──────── RECORD SET ────────

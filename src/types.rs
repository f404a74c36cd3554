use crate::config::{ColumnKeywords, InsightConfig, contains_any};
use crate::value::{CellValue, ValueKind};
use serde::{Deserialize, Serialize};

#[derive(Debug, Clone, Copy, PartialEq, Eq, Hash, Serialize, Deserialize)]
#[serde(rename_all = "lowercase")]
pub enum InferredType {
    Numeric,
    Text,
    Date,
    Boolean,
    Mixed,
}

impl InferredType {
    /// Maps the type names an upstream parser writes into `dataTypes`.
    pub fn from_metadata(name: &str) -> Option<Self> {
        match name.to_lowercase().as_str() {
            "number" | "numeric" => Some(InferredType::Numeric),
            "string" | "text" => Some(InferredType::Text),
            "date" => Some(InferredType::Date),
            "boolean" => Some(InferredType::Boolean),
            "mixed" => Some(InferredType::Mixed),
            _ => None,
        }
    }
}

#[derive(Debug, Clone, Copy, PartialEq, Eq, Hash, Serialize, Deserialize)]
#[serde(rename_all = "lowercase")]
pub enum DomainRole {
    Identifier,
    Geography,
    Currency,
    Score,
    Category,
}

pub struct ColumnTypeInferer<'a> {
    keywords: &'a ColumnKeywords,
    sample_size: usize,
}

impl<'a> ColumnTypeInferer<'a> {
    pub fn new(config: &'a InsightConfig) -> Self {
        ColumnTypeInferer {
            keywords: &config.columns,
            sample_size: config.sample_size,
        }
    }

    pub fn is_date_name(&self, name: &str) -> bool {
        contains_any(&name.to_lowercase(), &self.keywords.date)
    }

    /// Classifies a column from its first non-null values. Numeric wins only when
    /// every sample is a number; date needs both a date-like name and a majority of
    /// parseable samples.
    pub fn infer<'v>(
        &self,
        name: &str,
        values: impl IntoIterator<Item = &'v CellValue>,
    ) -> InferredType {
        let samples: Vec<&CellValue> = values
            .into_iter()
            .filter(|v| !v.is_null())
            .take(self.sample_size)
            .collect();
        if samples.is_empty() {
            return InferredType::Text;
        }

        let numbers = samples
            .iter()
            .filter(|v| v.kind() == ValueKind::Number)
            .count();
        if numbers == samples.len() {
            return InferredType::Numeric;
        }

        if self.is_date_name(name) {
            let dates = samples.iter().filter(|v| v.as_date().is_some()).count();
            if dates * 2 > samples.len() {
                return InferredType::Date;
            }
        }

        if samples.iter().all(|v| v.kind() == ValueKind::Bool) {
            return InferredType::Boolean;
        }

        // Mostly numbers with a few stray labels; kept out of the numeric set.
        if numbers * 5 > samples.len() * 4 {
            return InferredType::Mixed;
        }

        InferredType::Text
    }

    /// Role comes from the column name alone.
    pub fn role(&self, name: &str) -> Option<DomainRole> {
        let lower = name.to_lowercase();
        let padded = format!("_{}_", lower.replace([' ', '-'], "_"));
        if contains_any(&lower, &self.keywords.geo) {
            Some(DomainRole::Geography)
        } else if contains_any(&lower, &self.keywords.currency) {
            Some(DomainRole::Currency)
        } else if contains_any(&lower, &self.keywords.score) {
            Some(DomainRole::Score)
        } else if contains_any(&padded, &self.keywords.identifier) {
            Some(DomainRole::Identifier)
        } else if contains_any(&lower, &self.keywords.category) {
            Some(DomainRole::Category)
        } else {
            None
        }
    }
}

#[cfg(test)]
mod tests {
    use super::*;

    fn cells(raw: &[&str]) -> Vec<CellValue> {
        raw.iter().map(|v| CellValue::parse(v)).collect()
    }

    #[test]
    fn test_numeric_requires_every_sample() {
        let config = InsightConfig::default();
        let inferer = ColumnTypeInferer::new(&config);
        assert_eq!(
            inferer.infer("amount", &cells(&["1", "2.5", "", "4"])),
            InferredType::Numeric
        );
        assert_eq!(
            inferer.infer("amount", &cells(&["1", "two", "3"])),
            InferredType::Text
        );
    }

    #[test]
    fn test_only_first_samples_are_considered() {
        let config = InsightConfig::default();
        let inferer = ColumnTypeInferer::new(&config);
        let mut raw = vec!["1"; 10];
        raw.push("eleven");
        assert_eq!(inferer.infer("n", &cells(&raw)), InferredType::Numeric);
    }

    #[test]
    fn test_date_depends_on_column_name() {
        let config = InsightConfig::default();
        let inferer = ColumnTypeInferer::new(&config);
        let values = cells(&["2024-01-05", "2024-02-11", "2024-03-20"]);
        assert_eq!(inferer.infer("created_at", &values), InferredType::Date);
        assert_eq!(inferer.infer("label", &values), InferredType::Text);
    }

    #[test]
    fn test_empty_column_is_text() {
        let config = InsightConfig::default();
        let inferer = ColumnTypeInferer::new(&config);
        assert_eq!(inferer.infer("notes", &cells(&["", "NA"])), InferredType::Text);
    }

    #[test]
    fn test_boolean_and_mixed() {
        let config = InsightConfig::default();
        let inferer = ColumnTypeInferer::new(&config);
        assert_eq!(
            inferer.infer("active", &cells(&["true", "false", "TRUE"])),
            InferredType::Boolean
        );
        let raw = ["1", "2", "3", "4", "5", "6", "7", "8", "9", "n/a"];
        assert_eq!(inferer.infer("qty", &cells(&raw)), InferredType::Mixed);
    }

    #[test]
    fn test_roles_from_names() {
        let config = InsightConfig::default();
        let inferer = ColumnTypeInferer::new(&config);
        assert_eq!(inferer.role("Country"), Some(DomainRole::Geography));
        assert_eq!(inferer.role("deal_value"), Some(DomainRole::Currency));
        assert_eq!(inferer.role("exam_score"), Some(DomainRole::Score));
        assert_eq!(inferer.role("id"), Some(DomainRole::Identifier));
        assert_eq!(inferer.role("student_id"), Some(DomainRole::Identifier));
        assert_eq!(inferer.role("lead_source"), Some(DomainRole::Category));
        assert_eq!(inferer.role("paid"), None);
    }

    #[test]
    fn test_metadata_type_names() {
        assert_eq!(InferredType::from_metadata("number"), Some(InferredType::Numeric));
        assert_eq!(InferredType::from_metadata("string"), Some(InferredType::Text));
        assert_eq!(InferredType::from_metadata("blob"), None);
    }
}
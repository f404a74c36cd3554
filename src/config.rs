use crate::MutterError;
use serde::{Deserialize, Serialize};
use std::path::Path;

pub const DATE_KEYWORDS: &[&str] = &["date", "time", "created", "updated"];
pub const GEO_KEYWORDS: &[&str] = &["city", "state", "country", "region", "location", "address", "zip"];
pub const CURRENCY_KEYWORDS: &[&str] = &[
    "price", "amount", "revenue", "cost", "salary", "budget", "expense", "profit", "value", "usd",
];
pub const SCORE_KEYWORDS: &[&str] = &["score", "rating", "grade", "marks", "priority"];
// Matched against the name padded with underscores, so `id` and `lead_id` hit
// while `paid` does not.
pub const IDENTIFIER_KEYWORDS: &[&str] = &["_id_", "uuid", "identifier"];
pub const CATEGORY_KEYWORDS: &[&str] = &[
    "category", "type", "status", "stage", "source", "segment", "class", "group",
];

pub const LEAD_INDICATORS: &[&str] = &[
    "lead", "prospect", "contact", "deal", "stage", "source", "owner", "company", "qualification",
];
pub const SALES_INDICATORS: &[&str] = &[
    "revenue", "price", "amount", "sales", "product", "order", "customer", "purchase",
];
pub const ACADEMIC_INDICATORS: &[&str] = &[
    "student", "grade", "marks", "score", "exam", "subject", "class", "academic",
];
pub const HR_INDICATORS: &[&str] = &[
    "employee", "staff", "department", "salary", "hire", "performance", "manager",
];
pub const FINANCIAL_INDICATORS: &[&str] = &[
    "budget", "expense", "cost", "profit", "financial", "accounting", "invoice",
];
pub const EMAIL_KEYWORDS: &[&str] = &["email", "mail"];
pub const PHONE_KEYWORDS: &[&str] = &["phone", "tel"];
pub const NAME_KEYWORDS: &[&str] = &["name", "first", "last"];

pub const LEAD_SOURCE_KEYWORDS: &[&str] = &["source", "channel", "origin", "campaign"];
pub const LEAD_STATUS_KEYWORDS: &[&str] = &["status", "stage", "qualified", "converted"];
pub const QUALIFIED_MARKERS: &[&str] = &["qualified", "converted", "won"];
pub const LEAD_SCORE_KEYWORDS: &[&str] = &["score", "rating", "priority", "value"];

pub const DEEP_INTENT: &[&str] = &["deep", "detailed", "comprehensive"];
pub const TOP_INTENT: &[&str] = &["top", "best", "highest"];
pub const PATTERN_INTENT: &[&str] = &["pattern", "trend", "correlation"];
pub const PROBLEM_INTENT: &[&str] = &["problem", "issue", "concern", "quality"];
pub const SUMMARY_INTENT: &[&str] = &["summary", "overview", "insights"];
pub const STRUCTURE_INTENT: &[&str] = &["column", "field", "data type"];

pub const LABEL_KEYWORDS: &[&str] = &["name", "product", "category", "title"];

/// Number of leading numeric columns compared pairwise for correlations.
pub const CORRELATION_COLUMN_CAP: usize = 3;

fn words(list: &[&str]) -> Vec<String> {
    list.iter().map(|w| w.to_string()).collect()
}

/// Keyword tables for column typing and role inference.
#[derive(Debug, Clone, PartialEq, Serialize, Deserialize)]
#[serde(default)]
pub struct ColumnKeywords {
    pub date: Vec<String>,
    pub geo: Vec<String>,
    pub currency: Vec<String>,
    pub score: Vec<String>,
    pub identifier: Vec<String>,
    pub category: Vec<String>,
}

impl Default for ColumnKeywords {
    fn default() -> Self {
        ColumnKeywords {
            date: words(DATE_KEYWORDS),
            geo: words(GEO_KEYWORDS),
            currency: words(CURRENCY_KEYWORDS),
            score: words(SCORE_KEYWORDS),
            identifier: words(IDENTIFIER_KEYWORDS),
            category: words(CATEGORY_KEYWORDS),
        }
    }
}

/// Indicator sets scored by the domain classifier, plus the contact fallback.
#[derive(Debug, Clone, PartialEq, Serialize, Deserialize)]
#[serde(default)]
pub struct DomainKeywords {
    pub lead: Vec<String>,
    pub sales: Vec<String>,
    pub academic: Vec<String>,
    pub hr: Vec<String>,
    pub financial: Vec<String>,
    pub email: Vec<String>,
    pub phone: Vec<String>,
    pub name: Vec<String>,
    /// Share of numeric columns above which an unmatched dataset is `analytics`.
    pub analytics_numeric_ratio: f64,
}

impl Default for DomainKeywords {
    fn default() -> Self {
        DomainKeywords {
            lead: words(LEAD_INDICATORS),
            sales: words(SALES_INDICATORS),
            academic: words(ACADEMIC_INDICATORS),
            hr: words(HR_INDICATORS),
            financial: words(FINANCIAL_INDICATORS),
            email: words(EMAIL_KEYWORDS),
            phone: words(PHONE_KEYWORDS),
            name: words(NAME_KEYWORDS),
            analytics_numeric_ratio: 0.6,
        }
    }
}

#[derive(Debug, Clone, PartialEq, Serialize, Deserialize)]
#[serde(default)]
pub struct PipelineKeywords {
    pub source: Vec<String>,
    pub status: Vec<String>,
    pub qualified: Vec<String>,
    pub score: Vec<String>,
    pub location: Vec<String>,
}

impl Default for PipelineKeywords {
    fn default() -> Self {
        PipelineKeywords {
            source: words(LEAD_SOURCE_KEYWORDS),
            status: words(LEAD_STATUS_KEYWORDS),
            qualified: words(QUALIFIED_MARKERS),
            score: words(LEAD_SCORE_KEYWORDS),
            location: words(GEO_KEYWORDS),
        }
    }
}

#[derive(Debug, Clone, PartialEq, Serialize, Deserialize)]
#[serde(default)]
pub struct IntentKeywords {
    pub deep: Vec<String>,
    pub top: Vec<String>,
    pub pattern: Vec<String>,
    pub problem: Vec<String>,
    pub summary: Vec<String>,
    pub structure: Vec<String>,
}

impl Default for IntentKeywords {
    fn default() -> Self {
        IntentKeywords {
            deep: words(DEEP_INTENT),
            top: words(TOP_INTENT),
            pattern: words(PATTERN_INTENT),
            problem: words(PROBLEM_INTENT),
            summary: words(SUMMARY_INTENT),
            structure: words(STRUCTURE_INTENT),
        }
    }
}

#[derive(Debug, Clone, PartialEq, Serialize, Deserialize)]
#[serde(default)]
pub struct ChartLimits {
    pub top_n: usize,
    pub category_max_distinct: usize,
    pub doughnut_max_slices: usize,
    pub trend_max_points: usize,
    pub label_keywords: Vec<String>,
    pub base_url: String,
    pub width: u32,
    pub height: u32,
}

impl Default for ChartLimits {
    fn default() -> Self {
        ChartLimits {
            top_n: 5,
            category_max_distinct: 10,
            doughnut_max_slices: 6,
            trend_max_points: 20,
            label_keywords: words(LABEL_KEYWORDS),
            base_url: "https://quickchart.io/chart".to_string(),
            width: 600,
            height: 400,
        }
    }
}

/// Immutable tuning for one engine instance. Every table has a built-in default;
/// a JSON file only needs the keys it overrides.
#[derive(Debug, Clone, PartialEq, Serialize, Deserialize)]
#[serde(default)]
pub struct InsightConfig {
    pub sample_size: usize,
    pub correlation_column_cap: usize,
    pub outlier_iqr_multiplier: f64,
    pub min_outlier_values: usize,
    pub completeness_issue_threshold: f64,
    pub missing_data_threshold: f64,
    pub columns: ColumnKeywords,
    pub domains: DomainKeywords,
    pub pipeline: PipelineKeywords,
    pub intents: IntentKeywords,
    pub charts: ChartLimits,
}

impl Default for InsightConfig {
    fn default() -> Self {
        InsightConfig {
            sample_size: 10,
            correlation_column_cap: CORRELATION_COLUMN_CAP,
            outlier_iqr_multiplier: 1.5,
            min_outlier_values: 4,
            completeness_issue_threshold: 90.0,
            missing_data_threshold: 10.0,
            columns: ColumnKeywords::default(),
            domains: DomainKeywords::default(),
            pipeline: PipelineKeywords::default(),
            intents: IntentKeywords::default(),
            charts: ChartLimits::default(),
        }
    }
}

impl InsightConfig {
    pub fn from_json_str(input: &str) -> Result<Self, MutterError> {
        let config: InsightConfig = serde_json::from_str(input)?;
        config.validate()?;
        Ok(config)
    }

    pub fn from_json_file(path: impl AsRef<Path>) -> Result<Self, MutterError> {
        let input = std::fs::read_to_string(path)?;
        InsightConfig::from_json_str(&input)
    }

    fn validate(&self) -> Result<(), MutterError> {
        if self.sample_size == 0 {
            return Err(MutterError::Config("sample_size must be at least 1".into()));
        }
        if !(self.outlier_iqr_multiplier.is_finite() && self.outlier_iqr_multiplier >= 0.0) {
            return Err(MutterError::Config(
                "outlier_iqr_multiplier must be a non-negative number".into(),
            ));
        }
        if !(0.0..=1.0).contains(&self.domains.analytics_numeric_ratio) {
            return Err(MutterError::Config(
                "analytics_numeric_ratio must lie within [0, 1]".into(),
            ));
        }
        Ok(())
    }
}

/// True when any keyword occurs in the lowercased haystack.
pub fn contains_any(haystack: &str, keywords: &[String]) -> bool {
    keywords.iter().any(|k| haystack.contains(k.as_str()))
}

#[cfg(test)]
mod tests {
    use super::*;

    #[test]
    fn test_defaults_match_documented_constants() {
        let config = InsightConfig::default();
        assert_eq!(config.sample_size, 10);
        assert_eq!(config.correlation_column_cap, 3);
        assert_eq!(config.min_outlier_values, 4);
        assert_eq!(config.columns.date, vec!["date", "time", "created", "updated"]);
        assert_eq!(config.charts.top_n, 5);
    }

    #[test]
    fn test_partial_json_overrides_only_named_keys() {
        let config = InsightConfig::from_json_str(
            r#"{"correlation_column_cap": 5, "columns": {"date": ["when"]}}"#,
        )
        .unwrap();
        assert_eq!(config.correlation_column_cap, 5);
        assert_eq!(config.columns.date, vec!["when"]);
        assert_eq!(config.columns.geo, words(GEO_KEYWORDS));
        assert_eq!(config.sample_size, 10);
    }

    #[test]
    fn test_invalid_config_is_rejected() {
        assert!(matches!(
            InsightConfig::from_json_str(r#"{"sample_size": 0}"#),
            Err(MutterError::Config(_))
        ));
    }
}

────────

→ EXERCISE REQUIREMENTS:
Your reply should consist of one number: how many lines in the entries contain the string "status".

→ SOLVED EXERCISE:
4